Especialistas apontam alta probabilidade de retorno do El Niño em 2026, mas intensidade ainda é incerta
A possibilidade de um novo e intenso episódio do fenômeno climático El Niño tem gerado preocupação entre especialistas e internautas. Nos últimos dias, publicações sobre um possível “Super El Niño” viralizaram nas redes sociais, levando muitos usuários a expressarem receio sobre os impactos que o evento pode causar no Brasil e no restante do mundo.
Segundo a Organização Meteorológica Mundial, há cerca de 80% de chance de o El Niño se desenvolver entre junho e agosto de 2026 e mais de 90% de probabilidade de permanecer ativo até o fim do ano.
O que é o El Niño?
O El Niño é um fenômeno natural provocado pelo aquecimento anormal das águas superficiais do Oceano Pacífico Equatorial. Esse aquecimento altera os padrões atmosféricos globais, influenciando a distribuição de chuvas, temperaturas e eventos extremos em diversas regiões do planeta.
No Brasil, os efeitos costumam variar de acordo com a região. Enquanto o Sul pode registrar chuvas acima da média e maior risco de enchentes, áreas do Norte e Nordeste frequentemente enfrentam períodos mais secos e temperaturas elevadas.
Existe mesmo um “Super El Niño”?
Apesar da expressão ter ganhado força nas redes sociais, especialistas destacam que “Super El Niño” não é uma classificação oficial utilizada pelos principais órgãos meteorológicos. O termo costuma ser empregado informalmente para descrever eventos extremamente fortes, como os registrados em 1982-83, 1997-98 e 2015-16.
As projeções atuais indicam que o fenômeno pode atingir intensidade moderada ou forte, mas ainda há incerteza sobre sua magnitude final.
Possíveis impactos preocupam especialistas
Caso o El Niño se fortaleça nos próximos meses, os efeitos podem incluir ondas de calor mais intensas, secas prolongadas em algumas regiões, aumento de eventos de chuva extrema em outras áreas e impactos na produção agrícola global. Especialistas também alertam para possíveis reflexos nos preços dos alimentos e da energia.

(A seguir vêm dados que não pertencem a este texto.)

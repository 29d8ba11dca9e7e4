//! 引擎 API 模块
//!
//! 提供对外的 `OdometryEngine`，封装三个工作线程、通道和共享状态。
//! `submit` 与 `try_consume` 永不阻塞，可在任意线程调用。

use crate::config::EngineConfig;
use crate::error::{EngineError, SubmitError};
use crate::estimator::{DifferentialEstimator, Estimator};
use crate::lifecycle::{AtomicEngineState, EngineState};
use crate::metrics::MetricsSnapshot;
use crate::pipeline::{EngineContext, estimate_loop, ingest_loop};
use crate::tracker::WheelSnapshot;
use crate::types::{EncoderSample, OdometrySample, Timestamp, WheelSide};
use parking_lot::Mutex;
use std::sync::Arc;
use std::sync::atomic::Ordering;
use std::thread::{self, JoinHandle};
use std::time::Duration;
use tracing::{debug, error, info, warn};

/// 带超时的线程 join
trait JoinTimeout {
    fn join_timeout(self, timeout: Duration) -> thread::Result<()>;
}

impl<T: Send + 'static> JoinTimeout for JoinHandle<T> {
    fn join_timeout(self, timeout: Duration) -> thread::Result<()> {
        let (tx, rx) = crossbeam_channel::bounded(1);

        // 看门狗线程负责真正的 join，本线程只限时等待结果
        thread::spawn(move || {
            let result = self.join();
            let _ = tx.send(result);
        });

        match rx.recv_timeout(timeout) {
            Ok(join_result) => join_result.map(|_| ()),
            Err(crossbeam_channel::RecvTimeoutError::Timeout) => Err(Box::new(
                std::io::Error::new(std::io::ErrorKind::TimedOut, "Thread join timeout"),
            )),
            Err(crossbeam_channel::RecvTimeoutError::Disconnected) => Err(Box::new(
                std::io::Error::new(
                    std::io::ErrorKind::ConnectionReset,
                    "Thread panicked during join",
                ),
            )),
        }
    }
}

/// 轮式里程计引擎
///
/// # 线程模型
///
/// `start()` 之后有三个常驻线程：
/// - `odom-left` / `odom-right`：消费各自的输入通道，更新追踪器
/// - `odom-estimate`：两侧有新速度时组合并发布估计
///
/// # 背压
///
/// 输入通道满时 `submit` 返回 `false`，新采样被丢弃；调用方永远不会被阻塞。
///
/// # Example
///
/// ```
/// use odom_engine::{EncoderSample, EngineConfig, OdometryEngine, Timestamp, WheelSide};
///
/// let engine = OdometryEngine::new(EngineConfig::with_ticks_per_meter(300)).unwrap();
/// engine.start().unwrap();
///
/// let sample = EncoderSample::new(0, Timestamp::new(0, 0));
/// assert!(engine.submit(sample, WheelSide::Left));
/// assert!(engine.submit(sample, WheelSide::Right));
///
/// // 只有基准采样，没有速度
/// assert!(engine.try_consume().is_none());
/// engine.stop();
/// ```
pub struct OdometryEngine<E: Estimator = DifferentialEstimator> {
    /// 共享上下文
    ctx: Arc<EngineContext<E>>,
    /// 构造时的配置
    config: EngineConfig,
    /// 生命周期状态
    state: AtomicEngineState,
    /// 工作线程句柄（stop 时 join）
    workers: Mutex<Vec<JoinHandle<()>>>,
}

impl OdometryEngine<DifferentialEstimator> {
    /// 使用默认差速估计器创建引擎（不启动线程）
    ///
    /// # 错误
    /// - `EngineError::Config`: 配置无效
    pub fn new(config: EngineConfig) -> Result<Self, EngineError> {
        let estimator = DifferentialEstimator::from_config(&config);
        Self::with_estimator(config, estimator)
    }
}

impl<E: Estimator> OdometryEngine<E> {
    /// stop 时等待每个线程退出的上限
    const JOIN_TIMEOUT: Duration = Duration::from_secs(2);

    /// 使用自定义估计策略创建引擎（不启动线程）
    pub fn with_estimator(config: EngineConfig, estimator: E) -> Result<Self, EngineError> {
        config.validate()?;
        let ctx = Arc::new(EngineContext::new(&config, estimator));
        Ok(Self {
            ctx,
            config,
            state: AtomicEngineState::new(EngineState::Idle),
            workers: Mutex::new(Vec::with_capacity(3)),
        })
    }

    /// 启动三个工作线程
    ///
    /// 每个实例最多成功调用一次。
    ///
    /// # 错误
    /// - `EngineError::AlreadyStarted`: 已经启动过
    /// - `EngineError::Stopped`: 已经停止，不能重启
    /// - `EngineError::Spawn`: 线程创建失败（已创建的线程会被回收，引擎进入 Stopped）
    pub fn start(&self) -> Result<(), EngineError> {
        match self.state.compare_exchange(
            EngineState::Idle,
            EngineState::Running,
            Ordering::AcqRel,
            Ordering::Acquire,
        ) {
            Ok(_) => {},
            Err(EngineState::Stopped) => return Err(EngineError::Stopped),
            Err(_) => return Err(EngineError::AlreadyStarted),
        }

        // Release: 工作线程看到 true 时，必须同时看到上下文的初始化
        self.ctx.is_running.store(true, Ordering::Release);

        let mut workers = self.workers.lock();
        for side in WheelSide::BOTH {
            let ctx = self.ctx.clone();
            let spawned = thread::Builder::new()
                .name(format!("odom-{}", side))
                .spawn(move || ingest_loop(side, ctx));
            match spawned {
                Ok(handle) => workers.push(handle),
                Err(e) => {
                    drop(workers);
                    self.stop();
                    return Err(EngineError::Spawn(e));
                },
            }
        }

        let ctx = self.ctx.clone();
        match thread::Builder::new()
            .name("odom-estimate".to_string())
            .spawn(move || estimate_loop(ctx))
        {
            Ok(handle) => workers.push(handle),
            Err(e) => {
                drop(workers);
                self.stop();
                return Err(EngineError::Spawn(e));
            },
        }

        info!(
            left_capacity = self.config.left_capacity,
            right_capacity = self.config.right_capacity,
            ticks_per_meter = self.config.ticks_per_meter,
            "Odometry engine started"
        );
        Ok(())
    }

    /// 停止引擎并 join 所有工作线程
    ///
    /// 阻塞时间以一个轮询间隔为界。队列中尚未处理的采样被丢弃。可重复调用。
    pub fn stop(&self) {
        let previous = self.state.swap(EngineState::Stopped, Ordering::AcqRel);
        if previous == EngineState::Stopped {
            return;
        }

        // Release: 所有之前的写入对看到 false 的线程可见
        self.ctx.is_running.store(false, Ordering::Release);
        // 估计线程可能在条件变量上等待，直接唤醒
        self.ctx.data_ready.notify_all();

        let workers: Vec<_> = self.workers.lock().drain(..).collect();
        for handle in workers {
            let name = handle.thread().name().unwrap_or("odom-worker").to_string();
            if let Err(_e) = handle.join_timeout(Self::JOIN_TIMEOUT) {
                error!(
                    "{} thread panicked or failed to shut down within {:?}",
                    name,
                    Self::JOIN_TIMEOUT
                );
            }
        }

        let discarded: usize = self.ctx.inputs.iter().map(|input| input.clear()).sum();
        if discarded > 0 {
            debug!(discarded, "discarded queued encoder samples on shutdown");
        }
        if previous == EngineState::Running {
            info!("Odometry engine stopped");
        }
    }

    /// 提交一个编码器采样（非阻塞）
    ///
    /// 返回 `false` 表示采样被丢弃（通道已满或计数值越界）。
    pub fn submit(&self, sample: EncoderSample, side: WheelSide) -> bool {
        self.try_submit(sample, side).is_ok()
    }

    /// 以原始参数提交（`submit(tick, timestamp, side)` 形式）
    pub fn submit_tick(&self, tick: i64, timestamp: Timestamp, side: WheelSide) -> bool {
        self.submit(EncoderSample::new(tick, timestamp), side)
    }

    /// 提交一个编码器采样，失败时给出原因（非阻塞）
    ///
    /// # 错误
    /// - `SubmitError::TickOutOfRange`: 计数值不在 `[0, MAX_TICK]`
    /// - `SubmitError::Full`: 本侧输入通道已满
    pub fn try_submit(&self, sample: EncoderSample, side: WheelSide) -> Result<(), SubmitError> {
        let metrics = &self.ctx.metrics;
        if !sample.is_valid_tick() {
            metrics.rejected_out_of_range.fetch_add(1, Ordering::Relaxed);
            warn!(%side, tick = sample.tick, "rejecting out-of-range encoder tick");
            return Err(SubmitError::TickOutOfRange { tick: sample.tick });
        }

        if self.ctx.input(side).push(sample) {
            metrics.submitted.fetch_add(1, Ordering::Relaxed);
            Ok(())
        } else {
            metrics.dropped_full.fetch_add(1, Ordering::Relaxed);
            Err(SubmitError::Full { side })
        }
    }

    /// 取出最新的里程计估计（非阻塞）
    ///
    /// 返回 `None` 是正常结果：表示自上次读取以来没有新的估计。
    pub fn try_consume(&self) -> Option<OdometrySample> {
        let sample = self.ctx.output.take()?;
        self.ctx.metrics.estimates_consumed.fetch_add(1, Ordering::Relaxed);
        Some(sample)
    }

    /// 当前生命周期状态
    pub fn state(&self) -> EngineState {
        self.state.get(Ordering::Acquire)
    }

    pub fn is_running(&self) -> bool {
        self.state().is_running()
    }

    /// 单轮状态快照（需要短暂持有共享锁）
    pub fn wheel(&self, side: WheelSide) -> WheelSnapshot {
        self.ctx.estimator.lock().wheel(side)
    }

    /// 本侧输入通道中排队的采样数
    pub fn pending(&self, side: WheelSide) -> usize {
        self.ctx.input(side).len()
    }

    /// 获取运行指标快照
    pub fn metrics(&self) -> MetricsSnapshot {
        self.ctx.metrics.snapshot()
    }

    pub fn config(&self) -> &EngineConfig {
        &self.config
    }
}

impl<E: Estimator> Drop for OdometryEngine<E> {
    fn drop(&mut self) {
        self.stop();
    }
}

A WMO destaca que o fenômeno pode intensificar os efeitos já observados das mudanças climáticas, elevando ainda mais as temperaturas globais e aumentando a frequência de eventos climáticos extremos.
Reação nas redes sociais
Com a divulgação das novas projeções climáticas, muitos internautas demonstraram preocupação, especialmente moradores de regiões afetadas por enchentes e eventos extremos nos últimos anos.
Mensagens cobrando medidas de prevenção, proteção ambiental e ações contra as mudanças climáticas passaram a circular amplamente nas plataformas digitais, refletindo o receio de que novos episódios severos possam ocorrer nos próximos meses.
Embora os cientistas recomendem atenção e planejamento, eles ressaltam que ainda não é possível afirmar que um evento de intensidade histórica seja inevitável. O consenso atual é que o El Niño tem grandes chances de retornar em 2026, mas sua força exata continuará sendo monitorada ao longo dos próximos meses.